Ingredientes:
- 400 ml de Crema de leche (nata para montar) con mínimo 35% de materia grasa
- 395 g de Leche condensada (1 lata estándar)
- 150 ml de Jugo de limón recién exprimido
- 2 unidades de Limones (solo la ralladura fina)
Instrucciones:
- Enfría los materiales. Coloca el bol y las varillas en la nevera o congelador. Note: Esto estabiliza la grasa de la crema.
- Ralla los limones. Obtén la ralladura de los 2 limones antes de cortarlos. Debes ver solo motas amarillas, nada de blanco.
- Exprime el jugo. Obtén los 150 ml de jugo y pásalos por un colador fino.
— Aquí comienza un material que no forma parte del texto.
use crate::command::{arg_i64, arg_str};
use crate::error::{EngineError, EngineResult};
use crate::reply::Reply;
use crate::store::SharedKeyspace;
use crate::store::entry::now_millis;
use crate::types::Value;
use crate::types::stream::{Stream, StreamId, StreamRecord};
use crate::watch::SharedWatcher;
use bytes::Bytes;
use std::time::Duration;

fn record_from_pairs(pairs: &[Bytes]) -> StreamRecord {
    pairs
        .chunks(2)
        .map(|pair| (pair[0].to_vec(), pair[1].to_vec()))
        .collect()
}

/// Render one entry as [id, [field, value, ...]].
fn entry_reply(id: StreamId, record: &StreamRecord) -> Reply {
    let mut fields = Vec::with_capacity(record.len() * 2);
    for (f, v) in record {
        fields.push(Reply::bulk(f.clone()));
        fields.push(Reply::bulk(v.clone()));
    }
    Reply::array(vec![Reply::bulk(id.to_string()), Reply::array(fields)])
}

/// XADD key id|* field value [field value ...] — returns the assigned ID.
/// An explicit ID must be strictly greater than the stream's last one.
pub async fn xadd(args: &[Bytes], store: &SharedKeyspace, watcher: &SharedWatcher) -> EngineResult<Reply> {
    let key = arg_str(&args[0])?.to_string();
    let id_arg = arg_str(&args[1])?.to_string();
    let pairs = &args[2..];
    if pairs.is_empty() || pairs.len() % 2 != 0 {
        return Err(EngineError::WrongArity("xadd".to_string()));
    }
    let record = record_from_pairs(pairs);

    let assigned = {
        let mut store = store.write().await;
        let entry = store.entry_or_insert_with(&key, || Value::Stream(Stream::new()));
        let s = entry.value.as_stream_mut().ok_or(EngineError::WrongType)?;
        if id_arg == "*" {
            s.append_auto(now_millis(), record)
        } else {
            let id = StreamId::parse(&id_arg, 0).ok_or_else(|| {
                EngineError::Generic("Invalid stream ID specified as stream command argument".to_string())
            })?;
            s.append_explicit(id, record).ok_or(EngineError::InvalidId)?
        }
    };

    // Wake blocked readers only after the critical section is released.
    watcher.write().await.notify(&key);
    Ok(Reply::bulk(assigned.to_string()))
}

/// XLEN key
pub async fn xlen(args: &[Bytes], store: &SharedKeyspace) -> EngineResult<Reply> {
    let key = arg_str(&args[0])?;

    let mut store = store.write().await;
    match store.get(key) {
        Some(entry) => {
            let s = entry.value.as_stream().ok_or(EngineError::WrongType)?;
            Ok(Reply::Integer(s.len() as i64))
        }
        None => Ok(Reply::Integer(0)),
    }
}

/// XRANGE key start end [COUNT n] — inclusive ID range; `-` and `+` are the
/// open bounds, a bare millisecond covers its whole sequence space.
pub async fn xrange(args: &[Bytes], store: &SharedKeyspace) -> EngineResult<Reply> {
    let key = arg_str(&args[0])?;
    let start = parse_bound(arg_str(&args[1])?, true)?;
    let end = parse_bound(arg_str(&args[2])?, false)?;
    let count = match args.get(3) {
        Some(arg) => {
            if !arg_str(arg)?.eq_ignore_ascii_case("COUNT") {
                return Err(EngineError::SyntaxError);
            }
            let n = arg_i64(args.get(4).ok_or(EngineError::SyntaxError)?)?;
            if n < 0 {
                return Err(EngineError::SyntaxError);
            }
            Some(n as usize)
        }
        None => None,
    };

    let mut store = store.write().await;
    match store.get(key) {
        Some(entry) => {
            let s = entry.value.as_stream().ok_or(EngineError::WrongType)?;
            let entries = s.range(start, end);
            let take = count.unwrap_or(entries.len());
            Ok(Reply::array(
                entries
                    .into_iter()
                    .take(take)
                    .map(|(id, rec)| entry_reply(id, rec))
                    .collect(),
            ))
        }
        None => Ok(Reply::array(vec![])),
    }
}

fn parse_bound(s: &str, is_start: bool) -> EngineResult<StreamId> {
    match s {
        "-" => Ok(StreamId::MIN),
        "+" => Ok(StreamId::MAX),
        other => StreamId::parse(other, if is_start { 0 } else { u64::MAX }).ok_or_else(|| {
            EngineError::Generic("Invalid stream ID specified as stream command argument".to_string())
        }),
    }
}

/// XREAD [COUNT n] [BLOCK ms] STREAMS key [key ...] id [id ...]
///
/// Returns entries with IDs strictly greater than each supplied ID. With
/// BLOCK and no data, the calling task suspends until an append lands on one
/// of the keys or the timeout passes (0 = wait indefinitely); only this
/// request path waits, never the store.
pub async fn xread(args: &[Bytes], store: &SharedKeyspace, watcher: &SharedWatcher) -> EngineResult<Reply> {
    let mut count: Option<usize> = None;
    let mut block_ms: Option<u64> = None;
    let mut i = 0;
    let streams_at = loop {
        let word = arg_str(args.get(i).ok_or(EngineError::SyntaxError)?)?;
        if word.eq_ignore_ascii_case("COUNT") {
            let n = arg_i64(args.get(i + 1).ok_or(EngineError::SyntaxError)?)?;
            // COUNT 0 means unlimited, same as leaving it off.
            count = if n > 0 { Some(n as usize) } else { None };
            i += 2;
        } else if word.eq_ignore_ascii_case("BLOCK") {
            let ms = arg_i64(args.get(i + 1).ok_or(EngineError::SyntaxError)?)?;
            if ms < 0 {
                return Err(EngineError::Generic("timeout is negative".to_string()));
            }
            block_ms = Some(ms as u64);
            i += 2;
        } else if word.eq_ignore_ascii_case("STREAMS") {
            break i + 1;
        } else {
            return Err(EngineError::SyntaxError);
        }
    };

    let rest = &args[streams_at..];
    if rest.is_empty() || rest.len() % 2 != 0 {
        return Err(EngineError::Generic(
            "Unbalanced XREAD list of streams: for each stream key an ID or '$' must be specified"
                .to_string(),
        ));
    }
    let n = rest.len() / 2;
    let keys: Vec<String> = rest[..n]
        .iter()
        .map(|k| arg_str(k).map(str::to_string))
        .collect::<EngineResult<_>>()?;

    // Resolve starting IDs once, up front: `$` pins to the stream's current
    // last ID, so only entries appended after this call can satisfy it.
    let mut cursors: Vec<(String, StreamId)> = Vec::with_capacity(n);
    {
        let mut store = store.write().await;
        for (key, id_arg) in keys.iter().zip(&rest[n..]) {
            let id_str = arg_str(id_arg)?;
            let after = if id_str == "$" {
                match store.get(key) {
                    Some(entry) => entry.value.as_stream().ok_or(EngineError::WrongType)?.last_id(),
                    None => StreamId::MIN,
                }
            } else {
                StreamId::parse(id_str, 0).ok_or_else(|| {
                    EngineError::Generic(
                        "Invalid stream ID specified as stream command argument".to_string(),
                    )
                })?
            };
            cursors.push((key.clone(), after));
        }
    }

    let deadline = block_ms.map(|ms| {
        if ms == 0 {
            None
        } else {
            Some(tokio::time::Instant::now() + Duration::from_millis(ms))
        }
    });

    loop {
        if let Some(reply) = try_read(store, &cursors, count).await? {
            return Ok(reply);
        }
        let Some(deadline) = deadline else {
            return Ok(Reply::Nil);
        };

        let notify = watcher.write().await.register(&keys);
        // Re-check after registering: an append may have landed in between.
        if let Some(reply) = try_read(store, &cursors, count).await? {
            watcher.write().await.unregister(&keys, &notify);
            return Ok(reply);
        }
        let woke = match deadline {
            Some(at) => tokio::time::timeout_at(at, notify.notified()).await.is_ok(),
            None => {
                notify.notified().await;
                true
            }
        };
        watcher.write().await.unregister(&keys, &notify);
        if !woke {
            return Ok(Reply::Nil);
        }
    }
}

/// One non-blocking pass over every requested stream. Some(reply) when at
/// least one stream has entries past its cursor.
async fn try_read(
    store: &SharedKeyspace,
    cursors: &[(String, StreamId)],
    count: Option<usize>,
) -> EngineResult<Option<Reply>> {
    let mut store = store.write().await;
    let mut per_stream = Vec::new();
    for (key, after) in cursors {
        let Some(entry) = store.get(key) else {
            continue;
        };
        let s = entry.value.as_stream().ok_or(EngineError::WrongType)?;
        let entries = s.read_after(*after, count);
        if entries.is_empty() {
            continue;
        }
        per_stream.push(Reply::array(vec![
            Reply::bulk(key.as_bytes()),
            Reply::array(
                entries
                    .into_iter()
                    .map(|(id, rec)| entry_reply(id, rec))
                    .collect(),
            ),
        ]));
    }
    Ok(if per_stream.is_empty() {
        None
    } else {
        Some(Reply::array(per_stream))
    })
}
Hasta que esté cristalino y sin semillas.
- Mezcla la base. En un recipiente aparte, combina la leche condensada con el jugo de limón. Bate suavemente hasta que notes que la mezcla se espesa por la reacción ácida.
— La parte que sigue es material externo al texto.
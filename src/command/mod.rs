//! Command dispatch: a fixed table of known commands with arity ranges,
//! checked before any handler runs, then per-family handler modules.

pub mod hash;
pub mod key;
pub mod list;
pub mod set;
pub mod sorted_set;
pub mod stream;
pub mod string;

use crate::config::Config;
use crate::error::{EngineError, EngineResult};
use crate::reply::Reply;
use crate::store::SharedKeyspace;
use crate::watch::SharedWatcher;
use bytes::Bytes;
use tracing::trace;

/// One row of the command table.
#[derive(Debug)]
pub struct CommandSpec {
    pub name: &'static str,
    /// Inclusive bounds on the argument count, command name excluded.
    /// `max_args` of None means unbounded (variadic).
    pub min_args: usize,
    pub max_args: Option<usize>,
}

impl CommandSpec {
    const fn new(name: &'static str, min_args: usize, max_args: Option<usize>) -> Self {
        CommandSpec {
            name,
            min_args,
            max_args,
        }
    }

    fn accepts(&self, argc: usize) -> bool {
        argc >= self.min_args && self.max_args.is_none_or(|max| argc <= max)
    }
}

/// Every command this engine implements. Handlers may impose further shape
/// requirements (e.g. HSET's field/value pairing) on top of these bounds.
static COMMANDS: &[CommandSpec] = &[
    // Strings
    CommandSpec::new("SET", 2, Some(2)),
    CommandSpec::new("GET", 1, Some(1)),
    CommandSpec::new("MGET", 1, None),
    CommandSpec::new("INCR", 1, Some(2)),
    CommandSpec::new("DECR", 1, Some(2)),
    CommandSpec::new("APPEND", 2, Some(2)),
    CommandSpec::new("STRLEN", 1, Some(1)),
    // Keys
    CommandSpec::new("DEL", 1, None),
    CommandSpec::new("EXISTS", 1, None),
    CommandSpec::new("TYPE", 1, Some(1)),
    CommandSpec::new("EXPIRE", 2, Some(2)),
    CommandSpec::new("TTL", 1, Some(1)),
    CommandSpec::new("PERSIST", 1, Some(1)),
    CommandSpec::new("KEYS", 1, Some(1)),
    CommandSpec::new("SCAN", 1, Some(5)),
    CommandSpec::new("DBSIZE", 0, Some(0)),
    CommandSpec::new("FLUSHALL", 0, Some(0)),
    // Hashes
    CommandSpec::new("HSET", 3, None),
    CommandSpec::new("HGET", 2, Some(2)),
    CommandSpec::new("HMGET", 2, None),
    CommandSpec::new("HGETALL", 1, Some(1)),
    CommandSpec::new("HDEL", 2, None),
    CommandSpec::new("HLEN", 1, Some(1)),
    // Lists
    CommandSpec::new("LPUSH", 2, None),
    CommandSpec::new("RPUSH", 2, None),
    CommandSpec::new("LPOP", 1, Some(2)),
    CommandSpec::new("RPOP", 1, Some(2)),
    CommandSpec::new("LRANGE", 3, Some(3)),
    CommandSpec::new("LLEN", 1, Some(1)),
    // Sets
    CommandSpec::new("SADD", 2, None),
    CommandSpec::new("SREM", 2, None),
    CommandSpec::new("SISMEMBER", 2, Some(2)),
    CommandSpec::new("SMEMBERS", 1, Some(1)),
    CommandSpec::new("SCARD", 1, Some(1)),
    // Sorted sets
    CommandSpec::new("ZADD", 3, None),
    CommandSpec::new("ZSCORE", 2, Some(2)),
    CommandSpec::new("ZCARD", 1, Some(1)),
    CommandSpec::new("ZRANGE", 3, Some(4)),
    // Streams
    CommandSpec::new("XADD", 4, None),
    CommandSpec::new("XLEN", 1, Some(1)),
    CommandSpec::new("XRANGE", 3, Some(5)),
    CommandSpec::new("XREAD", 3, None),
];

pub fn lookup(name: &str) -> Option<&'static CommandSpec> {
    COMMANDS.iter().find(|spec| spec.name == name)
}

/// Execute one command against the shared keyspace. `name` is matched
/// case-insensitively; arity is validated here so handlers can assume their
/// minimum shape.
pub async fn dispatch(
    name: &str,
    args: &[Bytes],
    store: &SharedKeyspace,
    watcher: &SharedWatcher,
    config: &Config,
) -> EngineResult<Reply> {
    let upper = name.to_uppercase();
    let spec = lookup(&upper).ok_or_else(|| EngineError::UnknownCommand(name.to_string()))?;
    if !spec.accepts(args.len()) {
        return Err(EngineError::WrongArity(spec.name.to_lowercase()));
    }
    trace!(command = spec.name, argc = args.len(), "dispatch");

    match spec.name {
        "SET" => string::set(args, store).await,
        "GET" => string::get(args, store).await,
        "MGET" => string::mget(args, store).await,
        "INCR" => string::incr(args, store, 1).await,
        "DECR" => string::incr(args, store, -1).await,
        "APPEND" => string::append(args, store).await,
        "STRLEN" => string::strlen(args, store).await,

        "DEL" => key::del(args, store).await,
        "EXISTS" => key::exists(args, store).await,
        "TYPE" => key::type_cmd(args, store).await,
        "EXPIRE" => key::expire(args, store).await,
        "TTL" => key::ttl(args, store).await,
        "PERSIST" => key::persist(args, store).await,
        "KEYS" => key::keys(args, store).await,
        "SCAN" => key::scan(args, store, config).await,
        "DBSIZE" => key::dbsize(store).await,
        "FLUSHALL" => key::flushall(store).await,

        "HSET" => hash::hset(args, store).await,
        "HGET" => hash::hget(args, store).await,
        "HMGET" => hash::hmget(args, store).await,
        "HGETALL" => hash::hgetall(args, store).await,
        "HDEL" => hash::hdel(args, store).await,
        "HLEN" => hash::hlen(args, store).await,

        "LPUSH" => list::push(args, store, crate::types::list::End::Head).await,
        "RPUSH" => list::push(args, store, crate::types::list::End::Tail).await,
        "LPOP" => list::pop(args, store, crate::types::list::End::Head).await,
        "RPOP" => list::pop(args, store, crate::types::list::End::Tail).await,
        "LRANGE" => list::lrange(args, store).await,
        "LLEN" => list::llen(args, store).await,

        "SADD" => set::sadd(args, store).await,
        "SREM" => set::srem(args, store).await,
        "SISMEMBER" => set::sismember(args, store).await,
        "SMEMBERS" => set::smembers(args, store).await,
        "SCARD" => set::scard(args, store).await,

        "ZADD" => sorted_set::zadd(args, store).await,
        "ZSCORE" => sorted_set::zscore(args, store).await,
        "ZCARD" => sorted_set::zcard(args, store).await,
        "ZRANGE" => sorted_set::zrange(args, store).await,

        "XADD" => stream::xadd(args, store, watcher).await,
        "XLEN" => stream::xlen(args, store).await,
        "XRANGE" => stream::xrange(args, store).await,
        "XREAD" => stream::xread(args, store, watcher).await,

        _ => unreachable!("command in table without a handler arm"),
    }
}

/// Decode an argument as UTF-8 (keys, fields, option words).
pub(crate) fn arg_str(arg: &Bytes) -> EngineResult<&str> {
    std::str::from_utf8(arg).map_err(|_| EngineError::SyntaxError)
}

/// Decode an argument as a signed integer.
pub(crate) fn arg_i64(arg: &Bytes) -> EngineResult<i64> {
    arg_str(arg)?
        .parse()
        .map_err(|_| EngineError::NotAnInteger)
}

/// Decode an argument as a float score.
pub(crate) fn arg_f64(arg: &Bytes) -> EngineResult<f64> {
    let s = arg_str(arg).map_err(|_| EngineError::NotAFloat)?;
    let v: f64 = s.parse().map_err(|_| EngineError::NotAFloat)?;
    if v.is_nan() {
        return Err(EngineError::NotAFloat);
    }
    Ok(v)
}

/// Render a score the way the server does: integral scores without a
/// trailing fraction.
pub(crate) fn format_score(score: f64) -> String {
    if score == score.trunc() && score.abs() < 1e17 {
        format!("{}", score as i64)
    } else {
        format!("{score}")
    }
}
- Monta la crema. Saca el bol frío y bate los 400 ml de crema de leche hasta que se formen picos firmes que no se caigan al girar el batidor.
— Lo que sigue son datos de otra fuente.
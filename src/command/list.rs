use crate::command::{arg_i64, arg_str};
use crate::error::{EngineError, EngineResult};
use crate::reply::Reply;
use crate::store::SharedKeyspace;
use crate::types::Value;
use crate::types::list::{End, List};
use bytes::Bytes;

/// LPUSH / RPUSH key element [element ...] — returns the new length.
pub async fn push(args: &[Bytes], store: &SharedKeyspace, end: End) -> EngineResult<Reply> {
    let key = arg_str(&args[0])?;

    let mut store = store.write().await;
    let entry = store.entry_or_insert_with(key, || Value::List(List::new()));
    let l = entry.value.as_list_mut().ok_or(EngineError::WrongType)?;
    for element in &args[1..] {
        l.push(end, element.to_vec());
    }
    Ok(Reply::Integer(l.len() as i64))
}

/// LPOP / RPOP key [count]. Without a count: one element or Nil. With a
/// count: an array of up to `count` elements (asking past the length drains
/// the list without error). A list emptied by the pop is deleted.
pub async fn pop(args: &[Bytes], store: &SharedKeyspace, end: End) -> EngineResult<Reply> {
    let key = arg_str(&args[0])?;
    let count = match args.get(1) {
        Some(arg) => {
            let n = arg_i64(arg)?;
            if n < 0 {
                return Err(EngineError::NotAnInteger);
            }
            Some(n as usize)
        }
        None => None,
    };

    let mut store = store.write().await;
    let Some(entry) = store.get_mut(key) else {
        return Ok(Reply::Nil);
    };
    let l = entry.value.as_list_mut().ok_or(EngineError::WrongType)?;
    let popped = l.pop(end, count.unwrap_or(1));
    if l.is_empty() {
        store.remove(key);
    }

    Ok(match count {
        None => popped.into_iter().next().map(Reply::Bulk).unwrap_or(Reply::Nil),
        Some(_) => Reply::array(popped.into_iter().map(Reply::Bulk).collect()),
    })
}

/// LRANGE key start stop — inclusive bounds, negative offsets from the tail.
pub async fn lrange(args: &[Bytes], store: &SharedKeyspace) -> EngineResult<Reply> {
    let key = arg_str(&args[0])?;
    let start = arg_i64(&args[1])?;
    let stop = arg_i64(&args[2])?;

    let mut store = store.write().await;
    match store.get(key) {
        Some(entry) => {
            let l = entry.value.as_list().ok_or(EngineError::WrongType)?;
            Ok(Reply::array(
                l.range(start, stop)
                    .into_iter()
                    .map(|e| Reply::bulk(e.clone()))
                    .collect(),
            ))
        }
        None => Ok(Reply::array(vec![])),
    }
}

/// LLEN key
pub async fn llen(args: &[Bytes], store: &SharedKeyspace) -> EngineResult<Reply> {
    let key = arg_str(&args[0])?;

    let mut store = store.write().await;
    match store.get(key) {
        Some(entry) => {
            let l = entry.value.as_list().ok_or(EngineError::WrongType)?;
            Ok(Reply::Integer(l.len() as i64))
        }
        None => Ok(Reply::Integer(0)),
    }
}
- Integra las texturas. Añade un tercio de la nata montada a la mezcla de limón. Mezcla con energía para aligerar la base.
- Movimientos envolventes. Incorpora el resto de la nata. Usa la espátula desde el fondo hacia arriba, rotando el bol, hasta que no queden vetas blancas.
- Reparte en copas. Vierte la mezcla en los recipientes individuales. Golpea suavemente la base contra la encimera para eliminar burbujas grandes.
- Refrigera. Lleva a la nevera por un mínimo de 2 horas hasta que al tocar la superficie la sientas elástica y firme.
- Decora. Añade la ralladura reservada justo antes de servir. El aroma fresco despertará los sentidos de tus invitados.